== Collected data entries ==
..........

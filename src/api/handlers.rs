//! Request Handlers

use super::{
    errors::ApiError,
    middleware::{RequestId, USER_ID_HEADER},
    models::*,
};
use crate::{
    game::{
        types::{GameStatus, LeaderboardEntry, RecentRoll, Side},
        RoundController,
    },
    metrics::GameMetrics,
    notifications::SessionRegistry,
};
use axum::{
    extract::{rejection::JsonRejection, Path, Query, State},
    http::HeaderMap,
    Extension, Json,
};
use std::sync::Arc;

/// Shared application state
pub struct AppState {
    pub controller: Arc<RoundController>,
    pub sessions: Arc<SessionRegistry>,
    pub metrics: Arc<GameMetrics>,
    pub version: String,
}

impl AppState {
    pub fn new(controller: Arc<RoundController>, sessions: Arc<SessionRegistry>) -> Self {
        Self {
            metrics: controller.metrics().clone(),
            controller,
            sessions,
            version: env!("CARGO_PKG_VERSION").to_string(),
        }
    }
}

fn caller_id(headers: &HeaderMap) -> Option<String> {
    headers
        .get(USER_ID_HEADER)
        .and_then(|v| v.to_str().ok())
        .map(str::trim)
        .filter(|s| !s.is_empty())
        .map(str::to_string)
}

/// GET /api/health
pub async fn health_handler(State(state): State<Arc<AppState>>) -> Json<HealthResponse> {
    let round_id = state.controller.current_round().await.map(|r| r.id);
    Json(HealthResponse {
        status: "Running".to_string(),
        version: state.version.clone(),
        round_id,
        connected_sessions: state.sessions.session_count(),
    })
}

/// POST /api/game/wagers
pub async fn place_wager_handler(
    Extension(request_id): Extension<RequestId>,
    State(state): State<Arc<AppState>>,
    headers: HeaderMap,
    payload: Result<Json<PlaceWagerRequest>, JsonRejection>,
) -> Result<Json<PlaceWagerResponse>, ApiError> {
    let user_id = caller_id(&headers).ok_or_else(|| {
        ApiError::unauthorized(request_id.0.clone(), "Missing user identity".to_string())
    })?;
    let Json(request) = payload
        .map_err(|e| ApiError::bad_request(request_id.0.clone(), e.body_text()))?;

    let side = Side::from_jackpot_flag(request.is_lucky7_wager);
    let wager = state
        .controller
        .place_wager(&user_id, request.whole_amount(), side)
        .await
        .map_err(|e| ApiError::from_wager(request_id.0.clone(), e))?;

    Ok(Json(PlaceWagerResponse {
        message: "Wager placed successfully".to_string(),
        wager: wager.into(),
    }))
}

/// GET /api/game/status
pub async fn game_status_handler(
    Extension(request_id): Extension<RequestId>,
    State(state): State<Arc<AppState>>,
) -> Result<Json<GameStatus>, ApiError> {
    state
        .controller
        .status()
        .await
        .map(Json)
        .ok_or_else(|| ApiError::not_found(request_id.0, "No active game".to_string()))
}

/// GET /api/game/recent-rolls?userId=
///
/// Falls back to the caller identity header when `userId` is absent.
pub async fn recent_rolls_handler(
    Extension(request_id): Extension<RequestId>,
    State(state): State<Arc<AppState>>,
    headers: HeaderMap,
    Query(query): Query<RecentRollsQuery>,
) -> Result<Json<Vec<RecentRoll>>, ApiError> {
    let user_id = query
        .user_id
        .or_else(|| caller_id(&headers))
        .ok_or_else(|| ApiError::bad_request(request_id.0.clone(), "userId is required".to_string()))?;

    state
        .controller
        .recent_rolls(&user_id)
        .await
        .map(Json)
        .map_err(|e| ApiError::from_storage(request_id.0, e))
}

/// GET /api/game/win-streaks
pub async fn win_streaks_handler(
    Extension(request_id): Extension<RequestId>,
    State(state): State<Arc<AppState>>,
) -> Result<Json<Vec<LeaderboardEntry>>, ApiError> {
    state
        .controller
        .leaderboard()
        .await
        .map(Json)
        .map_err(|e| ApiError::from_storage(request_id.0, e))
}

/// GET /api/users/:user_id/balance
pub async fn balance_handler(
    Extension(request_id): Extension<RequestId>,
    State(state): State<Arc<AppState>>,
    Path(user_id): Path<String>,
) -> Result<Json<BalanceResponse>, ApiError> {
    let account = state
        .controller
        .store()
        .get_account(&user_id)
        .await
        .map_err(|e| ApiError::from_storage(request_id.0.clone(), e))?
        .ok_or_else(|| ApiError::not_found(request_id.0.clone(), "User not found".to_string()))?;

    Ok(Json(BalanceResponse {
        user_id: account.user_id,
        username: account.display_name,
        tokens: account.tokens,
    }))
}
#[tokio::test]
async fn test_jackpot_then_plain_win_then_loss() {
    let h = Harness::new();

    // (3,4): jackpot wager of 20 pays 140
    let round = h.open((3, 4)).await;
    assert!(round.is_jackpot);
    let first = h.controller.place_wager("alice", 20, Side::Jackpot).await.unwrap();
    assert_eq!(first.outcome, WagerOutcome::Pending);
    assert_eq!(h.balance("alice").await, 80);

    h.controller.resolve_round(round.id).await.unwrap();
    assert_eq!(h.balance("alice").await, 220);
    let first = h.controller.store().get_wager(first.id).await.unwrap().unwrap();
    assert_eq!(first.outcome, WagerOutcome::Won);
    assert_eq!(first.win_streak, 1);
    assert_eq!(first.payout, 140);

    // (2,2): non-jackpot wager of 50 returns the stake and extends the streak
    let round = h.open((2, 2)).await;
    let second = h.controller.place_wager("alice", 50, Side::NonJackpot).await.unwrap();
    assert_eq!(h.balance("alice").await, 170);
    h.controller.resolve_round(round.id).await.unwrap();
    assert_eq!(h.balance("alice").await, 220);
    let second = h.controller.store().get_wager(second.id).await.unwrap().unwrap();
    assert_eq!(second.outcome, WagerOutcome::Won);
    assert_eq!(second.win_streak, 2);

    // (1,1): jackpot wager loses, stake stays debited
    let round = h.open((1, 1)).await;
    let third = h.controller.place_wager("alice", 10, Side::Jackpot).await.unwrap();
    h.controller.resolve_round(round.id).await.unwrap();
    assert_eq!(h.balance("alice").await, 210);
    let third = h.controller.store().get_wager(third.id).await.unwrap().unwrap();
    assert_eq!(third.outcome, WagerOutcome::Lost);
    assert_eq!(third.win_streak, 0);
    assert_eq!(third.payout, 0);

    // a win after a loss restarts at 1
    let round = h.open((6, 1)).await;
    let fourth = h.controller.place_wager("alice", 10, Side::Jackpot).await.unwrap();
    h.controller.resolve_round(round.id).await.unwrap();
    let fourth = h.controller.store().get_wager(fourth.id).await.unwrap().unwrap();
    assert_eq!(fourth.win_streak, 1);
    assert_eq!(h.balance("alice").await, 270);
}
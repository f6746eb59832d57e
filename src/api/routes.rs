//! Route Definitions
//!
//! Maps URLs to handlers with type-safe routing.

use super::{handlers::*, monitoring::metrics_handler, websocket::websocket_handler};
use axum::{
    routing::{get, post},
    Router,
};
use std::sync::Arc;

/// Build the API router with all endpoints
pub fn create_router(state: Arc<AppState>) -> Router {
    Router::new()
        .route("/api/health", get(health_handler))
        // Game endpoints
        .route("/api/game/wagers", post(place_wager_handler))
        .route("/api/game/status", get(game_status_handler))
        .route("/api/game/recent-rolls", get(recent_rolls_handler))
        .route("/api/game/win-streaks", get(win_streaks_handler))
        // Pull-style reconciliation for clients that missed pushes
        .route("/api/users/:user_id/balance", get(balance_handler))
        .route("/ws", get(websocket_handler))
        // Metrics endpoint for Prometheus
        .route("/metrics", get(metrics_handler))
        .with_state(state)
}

..........

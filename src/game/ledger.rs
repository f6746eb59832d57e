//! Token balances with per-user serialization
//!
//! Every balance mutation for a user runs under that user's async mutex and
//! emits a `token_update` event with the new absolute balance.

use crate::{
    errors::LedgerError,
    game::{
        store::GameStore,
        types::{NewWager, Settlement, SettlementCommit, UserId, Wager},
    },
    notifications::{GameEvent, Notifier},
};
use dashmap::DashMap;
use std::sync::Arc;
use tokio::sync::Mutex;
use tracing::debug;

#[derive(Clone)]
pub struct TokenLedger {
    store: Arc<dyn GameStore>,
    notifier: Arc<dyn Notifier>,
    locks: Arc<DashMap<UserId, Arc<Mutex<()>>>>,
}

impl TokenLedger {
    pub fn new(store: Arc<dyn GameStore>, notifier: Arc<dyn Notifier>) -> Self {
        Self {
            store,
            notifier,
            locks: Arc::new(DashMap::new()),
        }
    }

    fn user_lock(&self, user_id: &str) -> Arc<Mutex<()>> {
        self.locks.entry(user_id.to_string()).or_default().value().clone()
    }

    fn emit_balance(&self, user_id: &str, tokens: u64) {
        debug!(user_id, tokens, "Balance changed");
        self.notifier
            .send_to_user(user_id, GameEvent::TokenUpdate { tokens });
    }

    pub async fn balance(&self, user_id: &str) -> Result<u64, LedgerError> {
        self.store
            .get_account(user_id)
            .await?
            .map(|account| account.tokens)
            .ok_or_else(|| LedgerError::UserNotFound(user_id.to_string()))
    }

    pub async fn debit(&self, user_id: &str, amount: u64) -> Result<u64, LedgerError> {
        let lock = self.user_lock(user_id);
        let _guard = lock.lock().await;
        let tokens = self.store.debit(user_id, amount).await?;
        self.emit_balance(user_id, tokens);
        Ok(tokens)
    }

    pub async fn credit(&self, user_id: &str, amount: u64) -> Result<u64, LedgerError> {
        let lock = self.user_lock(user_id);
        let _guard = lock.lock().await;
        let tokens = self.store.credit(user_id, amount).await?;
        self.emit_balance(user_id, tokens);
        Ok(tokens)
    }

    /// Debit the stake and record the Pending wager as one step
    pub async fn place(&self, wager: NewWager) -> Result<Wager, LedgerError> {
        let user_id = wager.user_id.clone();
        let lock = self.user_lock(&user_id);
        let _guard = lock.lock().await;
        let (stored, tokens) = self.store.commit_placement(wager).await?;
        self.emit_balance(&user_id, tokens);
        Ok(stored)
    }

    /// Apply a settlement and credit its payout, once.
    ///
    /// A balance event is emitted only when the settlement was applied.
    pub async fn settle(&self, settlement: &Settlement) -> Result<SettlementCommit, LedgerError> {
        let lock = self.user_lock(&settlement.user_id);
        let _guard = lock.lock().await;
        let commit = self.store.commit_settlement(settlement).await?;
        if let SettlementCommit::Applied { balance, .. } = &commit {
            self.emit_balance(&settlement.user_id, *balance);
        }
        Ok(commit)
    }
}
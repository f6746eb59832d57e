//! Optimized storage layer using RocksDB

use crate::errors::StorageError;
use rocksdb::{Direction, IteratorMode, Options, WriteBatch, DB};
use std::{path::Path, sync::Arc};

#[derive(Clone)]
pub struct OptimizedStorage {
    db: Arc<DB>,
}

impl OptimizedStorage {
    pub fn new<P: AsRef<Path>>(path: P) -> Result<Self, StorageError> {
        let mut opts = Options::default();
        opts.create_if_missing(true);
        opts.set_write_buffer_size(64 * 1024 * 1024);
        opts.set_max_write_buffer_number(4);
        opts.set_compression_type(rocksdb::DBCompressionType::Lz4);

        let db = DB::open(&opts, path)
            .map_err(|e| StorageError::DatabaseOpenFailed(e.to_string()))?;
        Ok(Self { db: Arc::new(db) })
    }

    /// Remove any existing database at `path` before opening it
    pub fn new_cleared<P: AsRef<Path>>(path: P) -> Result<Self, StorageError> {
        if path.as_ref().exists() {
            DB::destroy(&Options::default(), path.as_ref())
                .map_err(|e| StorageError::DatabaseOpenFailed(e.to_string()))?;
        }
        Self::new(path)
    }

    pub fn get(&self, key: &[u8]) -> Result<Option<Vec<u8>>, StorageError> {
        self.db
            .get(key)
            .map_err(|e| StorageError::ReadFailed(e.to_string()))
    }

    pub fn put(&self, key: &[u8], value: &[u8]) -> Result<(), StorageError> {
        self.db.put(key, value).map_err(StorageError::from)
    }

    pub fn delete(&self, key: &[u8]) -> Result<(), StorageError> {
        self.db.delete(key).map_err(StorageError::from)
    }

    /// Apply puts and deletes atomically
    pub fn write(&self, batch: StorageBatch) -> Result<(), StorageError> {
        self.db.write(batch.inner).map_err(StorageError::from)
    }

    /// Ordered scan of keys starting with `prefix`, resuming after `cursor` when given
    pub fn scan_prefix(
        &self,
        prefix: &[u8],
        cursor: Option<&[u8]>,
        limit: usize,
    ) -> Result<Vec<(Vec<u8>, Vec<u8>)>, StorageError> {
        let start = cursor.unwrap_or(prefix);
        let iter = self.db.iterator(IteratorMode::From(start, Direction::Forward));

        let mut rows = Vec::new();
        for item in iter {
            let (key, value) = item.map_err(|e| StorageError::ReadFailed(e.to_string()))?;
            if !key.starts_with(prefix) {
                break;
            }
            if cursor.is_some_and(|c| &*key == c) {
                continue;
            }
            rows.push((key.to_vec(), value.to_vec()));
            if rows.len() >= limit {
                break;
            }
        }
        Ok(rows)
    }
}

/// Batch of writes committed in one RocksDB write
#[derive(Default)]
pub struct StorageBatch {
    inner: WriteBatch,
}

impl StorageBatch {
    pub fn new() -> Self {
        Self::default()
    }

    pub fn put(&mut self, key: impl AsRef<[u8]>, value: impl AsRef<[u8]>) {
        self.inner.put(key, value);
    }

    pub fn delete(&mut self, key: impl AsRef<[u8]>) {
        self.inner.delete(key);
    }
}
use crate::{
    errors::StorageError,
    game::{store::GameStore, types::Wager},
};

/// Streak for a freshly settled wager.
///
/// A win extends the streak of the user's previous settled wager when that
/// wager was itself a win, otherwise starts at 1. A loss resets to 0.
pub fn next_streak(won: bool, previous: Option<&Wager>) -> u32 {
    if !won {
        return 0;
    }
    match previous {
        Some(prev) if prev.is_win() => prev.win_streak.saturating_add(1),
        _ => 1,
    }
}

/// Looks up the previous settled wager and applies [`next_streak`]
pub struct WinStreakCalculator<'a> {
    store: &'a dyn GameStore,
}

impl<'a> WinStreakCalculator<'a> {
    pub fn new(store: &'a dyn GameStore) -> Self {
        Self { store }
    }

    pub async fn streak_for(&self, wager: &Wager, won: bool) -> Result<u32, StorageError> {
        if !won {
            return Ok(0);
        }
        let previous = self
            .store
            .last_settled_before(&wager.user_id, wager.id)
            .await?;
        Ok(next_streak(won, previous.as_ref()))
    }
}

..........

== TASK ==
Taking the entries above, write out exactly each line from the one holding "filename src/api/handlers.rs" to the one holding "let user_id = caller_id(&headers).ok_or_else(||", both included, and stop there.

== REPLY ==
filename src/api/handlers.rs
//! Request Handlers

use super::{
    errors::ApiError,
    middleware::{RequestId, USER_ID_HEADER},
    models::*,
};
use crate::{
    game::{
        types::{GameStatus, LeaderboardEntry, RecentRoll, Side},
        RoundController,
    },
    metrics::GameMetrics,
    notifications::SessionRegistry,
};
use axum::{
    extract::{rejection::JsonRejection, Path, Query, State},
    http::HeaderMap,
    Extension, Json,
};
use std::sync::Arc;

/// Shared application state
pub struct AppState {
    pub controller: Arc<RoundController>,
    pub sessions: Arc<SessionRegistry>,
    pub metrics: Arc<GameMetrics>,
    pub version: String,
}

impl AppState {
    pub fn new(controller: Arc<RoundController>, sessions: Arc<SessionRegistry>) -> Self {
        Self {
            metrics: controller.metrics().clone(),
            controller,
            sessions,
            version: env!("CARGO_PKG_VERSION").to_string(),
        }
    }
}

fn caller_id(headers: &HeaderMap) -> Option<String> {
    headers
        .get(USER_ID_HEADER)
        .and_then(|v| v.to_str().ok())
        .map(str::trim)
        .filter(|s| !s.is_empty())
        .map(str::to_string)
}

/// GET /api/health
pub async fn health_handler(State(state): State<Arc<AppState>>) -> Json<HealthResponse> {
    let round_id = state.controller.current_round().await.map(|r| r.id);
    Json(HealthResponse {
        status: "Running".to_string(),
        version: state.version.clone(),
        round_id,
        connected_sessions: state.sessions.session_count(),
    })
}

/// POST /api/game/wagers
pub async fn place_wager_handler(
    Extension(request_id): Extension<RequestId>,
    State(state): State<Arc<AppState>>,
    headers: HeaderMap,
    payload: Result<Json<PlaceWagerRequest>, JsonRejection>,
) -> Result<Json<PlaceWagerResponse>, ApiError> {
    let user_id = caller_id(&headers).ok_or_else(|| {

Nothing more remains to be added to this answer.